── ENTRIES PROVIDED ──
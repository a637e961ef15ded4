//! Editor backed by an external process.

use std::fs;
use std::io::Write;
use std::process::Command;

use tracing::debug;

use crate::error::{EditorError, Result};
use crate::traits::{EditOptions, Editor};

/// Fallback when neither `$VISUAL` nor `$EDITOR` is set.
const DEFAULT_EDITOR: &str = "vi";

/// Runs an external editor command on a temporary file.
///
/// The command string is split on whitespace, so `"code --wait"` works;
/// the buffer path is appended as the final argument.
#[derive(Clone, Debug)]
pub struct ExternalEditor {
    command: String,
}

impl ExternalEditor {
    /// Use an explicit editor command.
    pub fn new(command: impl Into<String>) -> Self {
        Self {
            command: command.into(),
        }
    }

    /// Resolve the editor from `$VISUAL`, then `$EDITOR`, then `vi`.
    pub fn from_env() -> Self {
        let command = ["VISUAL", "EDITOR"]
            .iter()
            .filter_map(|var| std::env::var(var).ok())
            .find(|value| !value.trim().is_empty())
            .unwrap_or_else(|| DEFAULT_EDITOR.to_string());
        Self::new(command)
    }

    /// Use `command` when given, otherwise fall back to [`from_env`](Self::from_env).
    pub fn resolve(command: Option<&str>) -> Self {
        match command {
            Some(cmd) if !cmd.trim().is_empty() => Self::new(cmd),
            _ => Self::from_env(),
        }
    }

    /// The command this editor runs.
    pub fn command(&self) -> &str {
        &self.command
    }
}

impl Editor for ExternalEditor {
    fn edit(&self, seed: &str, options: &EditOptions) -> Result<Option<String>> {
        let mut parts = self.command.split_whitespace();
        let program = parts.next().ok_or(EditorError::NoCommand)?;

        let mut buffer = tempfile::Builder::new()
            .prefix("dbcli-")
            .suffix(&options.extension)
            .tempfile()?;
        buffer.write_all(seed.as_bytes())?;
        buffer.flush()?;
        let before = fs::metadata(buffer.path())?.modified()?;

        debug!(command = %self.command, path = %buffer.path().display(), "launching editor");
        let status = Command::new(program)
            .args(parts)
            .arg(buffer.path())
            .status()
            .map_err(|source| EditorError::Spawn {
                command: self.command.clone(),
                source,
            })?;
        if !status.success() {
            return Err(EditorError::Failed {
                command: self.command.clone(),
                status: status.to_string(),
            });
        }

        let after = fs::metadata(buffer.path())?.modified()?;
        let text = fs::read_to_string(buffer.path())?;

        if options.require_save && after == before && text == seed {
            debug!("editor closed without saving");
            return Ok(None);
        }
        if text.trim().is_empty() {
            return Ok(None);
        }
        Ok(Some(text))
    }
}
───
— EXERCISE —
Count the lines above that contain "modified", and give only the number.

— RESPONSE TO THE EXERCISE —
2